Defense Secretary Robert Gates will testify Tuesday at a Senate committee hearing looking into repeal of the military's ban on open gay service, CNN reported.

Pentagon press secretary Geoff Morrell confirmed the appearance: “The Defense Department leadership is actively working on an implementation and the secretary will have more to say about this next week.”

According to the Senate Armed Services Committee website, an hour has been scheduled to discuss the issue at Tuesday's hearing on the Defense Authorization Request for Fiscal Year 2011.

The policy, also known as “don't ask, don't tell,” is the 1993 law that prohibits gay and lesbian service members from revealing their sexuality at the risk of losing their jobs.

During President Obama's first State of the Union address he said he would work with Congress and the Pentagon to repeal the law.

Gates, however, has previously said he supports altering the law to make it “more humane,” not repeal it.

In July, Gates questioned the need to take action against service members when they've been outed out of vengeance or after being jilted.

“If someone is outed by a third party … does that force us to take an action?” he asked.

“That's the kind of thing we're looking at to see if there's a more humane way to apply the law until the law gets changed,” Gates added.

In previous speeches, Obama has used the word “change” to describe his position on the issue. However, during Wednesday's address he once again called for repeal of the law.

Republicans, however, remain committed to the law.

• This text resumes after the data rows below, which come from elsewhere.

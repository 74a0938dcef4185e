use serde::Serialize;

use super::domain::{AdmissionApplication, AdmissionStatus};

/// Fixed stage sequence the structural funnel is computed over.
pub const FUNNEL_STAGES: [AdmissionStatus; 8] = [
    AdmissionStatus::Submitted,
    AdmissionStatus::UnderReview,
    AdmissionStatus::DocsVerified,
    AdmissionStatus::PaymentSubmitted,
    AdmissionStatus::PaymentVerified,
    AdmissionStatus::Recommended,
    AdmissionStatus::Approved,
    AdmissionStatus::Enrolled,
];

/// Per-stage funnel metrics.
#[derive(Debug, Clone, PartialEq, Serialize)]
pub struct StageMetric {
    pub stage: AdmissionStatus,
    pub stage_label: &'static str,
    /// Applications whose current position is at or beyond this stage.
    pub reached: usize,
    /// Applications currently parked at this stage (excluding rejected ones).
    pub at_stage: usize,
    /// Share of applications that finished the previous stage but never
    /// reached this one, as a percentage.
    pub drop_off_pct: f64,
}

/// Point-in-time structural funnel over the current status distribution.
#[derive(Debug, Clone, PartialEq, Serialize)]
pub struct FunnelReport {
    pub stages: Vec<StageMetric>,
    pub total: usize,
    pub enrolled: usize,
    pub rejected: usize,
    pub conversion_rate: f64,
}

/// Furthest funnel index the application's current state evidences, or
/// `None` for drafts (not yet in the funnel).
///
/// Intermediate billing statuses sit at the stage they have completed:
/// `payment_pending` at docs-verified, `payment_correction` at
/// payment-submitted. Rejected applications are placed from their stage
/// timestamps and payment flags, since the status alone no longer says how
/// far they got.
fn funnel_index(application: &AdmissionApplication) -> Option<usize> {
    match application.status {
        AdmissionStatus::Draft => None,
        AdmissionStatus::Submitted => Some(0),
        AdmissionStatus::UnderReview => Some(1),
        AdmissionStatus::DocsVerified | AdmissionStatus::PaymentPending => Some(2),
        AdmissionStatus::PaymentSubmitted | AdmissionStatus::PaymentCorrection => Some(3),
        AdmissionStatus::PaymentVerified => Some(4),
        AdmissionStatus::Recommended => Some(5),
        AdmissionStatus::Approved => Some(6),
        AdmissionStatus::Enrolled => Some(7),
        AdmissionStatus::Rejected => Some(rejected_index(application)),
    }
}

fn rejected_index(application: &AdmissionApplication) -> usize {
    if application.approved_at.is_some() {
        6
    } else if application.recommended_at.is_some() {
        5
    } else if application.payment.verified {
        4
    } else if application.payment.reference.is_some() {
        3
    } else if application.payment.enabled {
        2
    } else {
        0
    }
}

/// Build the funnel over the given applications. Drafts are ignored;
/// everything else counts toward `total` and the conversion rate.
pub fn build(applications: &[AdmissionApplication]) -> FunnelReport {
    let positioned: Vec<(usize, bool)> = applications
        .iter()
        .filter_map(|app| {
            funnel_index(app).map(|index| (index, app.status == AdmissionStatus::Rejected))
        })
        .collect();

    let total = positioned.len();
    let reached = |stage: usize| {
        positioned
            .iter()
            .filter(|(index, _)| *index >= stage)
            .count()
    };
    let at_stage = |stage: usize| {
        positioned
            .iter()
            .filter(|(index, rejected)| *index == stage && !rejected)
            .count()
    };

    let mut stages = Vec::with_capacity(FUNNEL_STAGES.len());
    for (i, stage) in FUNNEL_STAGES.iter().enumerate() {
        let drop_off_pct = if i == 0 {
            0.0
        } else {
            let finished_prev = reached(i - 1).saturating_sub(at_stage(i - 1));
            let lost = finished_prev.saturating_sub(reached(i));
            if finished_prev == 0 {
                0.0
            } else {
                lost as f64 / finished_prev as f64 * 100.0
            }
        };

        stages.push(StageMetric {
            stage: *stage,
            stage_label: stage.label(),
            reached: reached(i),
            at_stage: at_stage(i),
            drop_off_pct,
        });
    }

    let enrolled = applications
        .iter()
        .filter(|app| app.status == AdmissionStatus::Enrolled)
        .count();
    let rejected = applications
        .iter()
        .filter(|app| app.status == AdmissionStatus::Rejected)
        .count();
    let conversion_rate = if total == 0 {
        0.0
    } else {
        enrolled as f64 / total as f64
    };

    FunnelReport {
        stages,
        total,
        enrolled,
        rejected,
        conversion_rate,
    }
}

Arizona Senator John McCain, a member of the committee, has called the policy “successful.”

“At a time when our Armed Forces are fighting and sacrificing on the battlefield, now is not the time to abandon the policy,” McCain said in a statement released immediately after the president's call for an end to the law.

“It would be a mistake to think this law is working,” Aubrey Sarvis, executive director of Servicemembers Legal Defense Network (SLDN), a group that lobbies for repeal of the law, responded in a statement. “No law or policy is successful if it hurts military readiness at a time of two wars.”

Michigan Senator Carl Levin, chairman of the committee, is expected to hold a full hearing on repeal legislation sometime in February.